'Bioprospecting' for biological gold to defeat superbugs


Wednesday, 31 May, 2023

'Bioprospecting' for biological gold to defeat superbugs

In a modern take on the Victorian gold rush, a Monash University-led project is ‘bioprospecting’ for viruses known as phages that can kill deadly superbugs.

The Monash Biomedicine Discovery Institute (BDI) team, led by Dr Rhys Dunstan and Professor Trevor Lithgow of the Bacterial Cell Biology Laboratory, has had some success in tracking down the elusive killers.

Published in Cell Reports, their research sheds new light on how phages can select a ‘superbug’ bacterium that they will kill while ignoring other bacteria that are good for our health.

The findings could lead to an improvement in how individual phages are chosen to treat bacterial infections resistant to antibiotics.

Antimicrobial resistance (AMR) is a global issue, with an estimated five million deaths globally in 2019, a number which continues to climb.

Monash University’s Centre to Impact AMR runs several superbug surveillance programs that are bioprospecting for phages that kill drug-resistant superbugs. They aim to pinpoint phages that can kill specific superbugs and use them to develop treatments.

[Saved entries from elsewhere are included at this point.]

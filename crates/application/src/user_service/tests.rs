use std::sync::Arc;

use async_trait::async_trait;
use chrono::Utc;
use smartsales_core::{AppError, AppResult, UserRole};
use smartsales_domain::UserAccount;
use tokio::sync::Mutex;

use super::{CreateUserInput, UserService, token_crypto};
use crate::test_support::{actor, recorder};
use crate::{NewUserAccount, UserRepository};

#[derive(Default)]
struct InMemoryUsers {
    accounts: Mutex<Vec<(UserAccount, String)>>,
}

#[async_trait]
impl UserRepository for InMemoryUsers {
    async fn find_by_token_hash(&self, token_hash: &str) -> AppResult<Option<UserAccount>> {
        Ok(self
            .accounts
            .lock()
            .await
            .iter()
            .find(|(_, hash)| hash == token_hash)
            .map(|(account, _)| account.clone()))
    }

    async fn find_by_id(&self, user_id: i64) -> AppResult<Option<UserAccount>> {
        Ok(self
            .accounts
            .lock()
            .await
            .iter()
            .find(|(account, _)| account.id == user_id)
            .map(|(account, _)| account.clone()))
    }

    async fn list_users(&self, role: Option<UserRole>) -> AppResult<Vec<UserAccount>> {
        Ok(self
            .accounts
            .lock()
            .await
            .iter()
            .filter(|(account, _)| role.is_none_or(|role| account.role == role))
            .map(|(account, _)| account.clone())
            .collect())
    }

    async fn has_administrator(&self) -> AppResult<bool> {
        Ok(self
            .accounts
            .lock()
            .await
            .iter()
            .any(|(account, _)| account.role == UserRole::Administrador))
    }

    async fn create_user(&self, input: NewUserAccount) -> AppResult<UserAccount> {
        let mut accounts = self.accounts.lock().await;
        if accounts
            .iter()
            .any(|(account, _)| account.username == input.username)
        {
            return Err(AppError::Conflict(format!(
                "el usuario '{}' ya existe",
                input.username
            )));
        }
        let account = UserAccount {
            id: i64::try_from(accounts.len()).unwrap_or_default() + 1,
            username: input.username,
            email: input.email,
            phone: input.phone,
            address: input.address,
            role: input.role,
            joined_at: Utc::now(),
            active: true,
        };
        accounts.push((account.clone(), input.token_hash));
        Ok(account)
    }

    async fn update_role(&self, user_id: i64, role: UserRole) -> AppResult<UserAccount> {
        let mut accounts = self.accounts.lock().await;
        let (account, _) = accounts
            .iter_mut()
            .find(|(account, _)| account.id == user_id)
            .ok_or_else(|| AppError::NotFound(format!("usuario {user_id}")))?;
        account.role = role;
        Ok(account.clone())
    }

    async fn delete_user(&self, user_id: i64) -> AppResult<()> {
        self.accounts
            .lock()
            .await
            .retain(|(account, _)| account.id != user_id);
        Ok(())
    }
}

fn input(username: &str, role: UserRole) -> CreateUserInput {
    CreateUserInput {
        username: username.to_owned(),
        email: format!("{username}@smartsales.test"),
        phone: None,
        address: None,
        role,
    }
}

#[tokio::test]
async fn bootstrap_admin_runs_once_and_token_authenticates() {
    let (audit, _) = recorder();
    let service = UserService::new(Arc::new(InMemoryUsers::default()), audit);

    let first = service.bootstrap_admin("  seed-token ").await;
    let second = service.bootstrap_admin("other-token").await;

    assert!(matches!(first, Ok(Some(ref account)) if account.role == UserRole::Administrador));
    assert!(matches!(second, Ok(None)));
    assert!(matches!(
        service.authenticate_token("seed-token").await,
        Ok(ref account) if account.username == "admin"
    ));
    assert!(matches!(
        service.authenticate_token("other-token").await,
        Err(AppError::Unauthorized(_))
    ));
    assert!(matches!(
        service.authenticate_token("").await,
        Err(AppError::Unauthorized(_))
    ));
}

#[tokio::test]
async fn created_user_token_is_returned_once_and_only_hash_is_stored() {
    let repository = Arc::new(InMemoryUsers::default());
    let (audit, entries) = recorder();
    let service = UserService::new(repository.clone(), audit);

    let Ok(issued) = service
        .create_user(&actor(1, UserRole::Administrador), input("rosa", UserRole::Tecnico))
        .await
    else {
        panic!("admin should create user");
    };

    let stored_hash = repository.accounts.lock().await[0].1.clone();
    assert_eq!(stored_hash, token_crypto::hash_token(&issued.token));
    assert_ne!(stored_hash, issued.token);
    assert!(service.authenticate_token(&issued.token).await.is_ok());
    assert_eq!(
        entries.actions().await,
        vec!["Creó usuario: rosa con rol tecnico".to_owned()]
    );
}

#[tokio::test]
async fn user_management_is_admin_only() {
    let (audit, _) = recorder();
    let service = UserService::new(Arc::new(InMemoryUsers::default()), audit);
    let customer = actor(3, UserRole::Cliente);

    let create = service.create_user(&customer, input("eve", UserRole::Administrador)).await;
    let list = service.list_users(&customer, None).await;
    let delete = service.delete_user(&customer, 1).await;

    assert!(matches!(create, Err(AppError::Forbidden(_))));
    assert!(matches!(list, Err(AppError::Forbidden(_))));
    assert!(matches!(delete, Err(AppError::Forbidden(_))));
}

#[tokio::test]
async fn invalid_email_and_duplicate_username_are_rejected() {
    let (audit, entries) = recorder();
    let service = UserService::new(Arc::new(InMemoryUsers::default()), audit);
    let admin = actor(1, UserRole::Administrador);

    let mut bad_email = input("leo", UserRole::Cliente);
    bad_email.email = "leo-at-example".to_owned();
    assert!(matches!(
        service.create_user(&admin, bad_email).await,
        Err(AppError::Validation(_))
    ));

    assert!(service.create_user(&admin, input("leo", UserRole::Cliente)).await.is_ok());
    let duplicate = service.create_user(&admin, input("leo", UserRole::Cliente)).await;
    assert!(matches!(duplicate, Err(AppError::Conflict(_))));

    let entries = entries.entries.lock().await;
    assert!(!entries[1].success);
}

#[tokio::test]
async fn role_change_and_deletion_are_audited() {
    let (audit, entries) = recorder();
    let service = UserService::new(Arc::new(InMemoryUsers::default()), audit);
    let admin = actor(99, UserRole::Administrador);
    let Ok(issued) = service.create_user(&admin, input("tomas", UserRole::Cliente)).await else {
        panic!("user should be created");
    };

    let changed = service
        .change_role(&admin, issued.account.id, UserRole::Tecnico)
        .await;
    assert!(matches!(changed, Ok(ref account) if account.role == UserRole::Tecnico));
    assert!(service.delete_user(&admin, issued.account.id).await.is_ok());

    let self_demotion = service.change_role(&admin, 99, UserRole::Cliente).await;
    assert!(matches!(self_demotion, Err(AppError::Conflict(_))));

    let actions = entries.actions().await;
    assert_eq!(actions[1], "Asignó rol tecnico al usuario tomas");
    assert_eq!(actions[2], "Eliminó usuario: tomas");
}

#[test]
fn role_catalogue_lists_every_role() {
    let (audit, _) = recorder();
    let service = UserService::new(Arc::new(InMemoryUsers::default()), audit);

    let roles = service.list_roles();
    assert_eq!(roles.len(), UserRole::all().len());
    assert!(roles.iter().all(|role| !role.capabilities.is_empty()));
}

Bacteriophages are the most abundant biological entities on Earth, with an estimated number that is greater than every other organism, including bacteria, combined. Selecting the right one to treat a given infection is not easy.

In the latest study, Dunstan surveyed wastewater at Addenbrooke’s Hospital in Cambridge UK for phages that can kill a deadly variant of the bacterial superbug Klebsiella pneumoniae.

Klebsiella pneumoniae normally lives in human intestines, where it doesn’t cause disease. But if it travels to other parts of the body, it can cause pneumonia, meningitis, urinary tract infections and bloodstream infections.

After analysing the bacterial features essential for the two phages to infect Klebsiella pneumoniae, Dunstan’s team revealed that the infection process had two essential steps involving two distinct components of the bacterial cell surface.

“Now, this information can be used predictively to know which infections will respond to treatment with these two phages,” Dunstan said.

“One of our aims is to create a biobank of different phages that can kill Klebsiella superbugs. Understanding how these phages kill Klebsiella will allow us to better optimise their use as potential treatments.”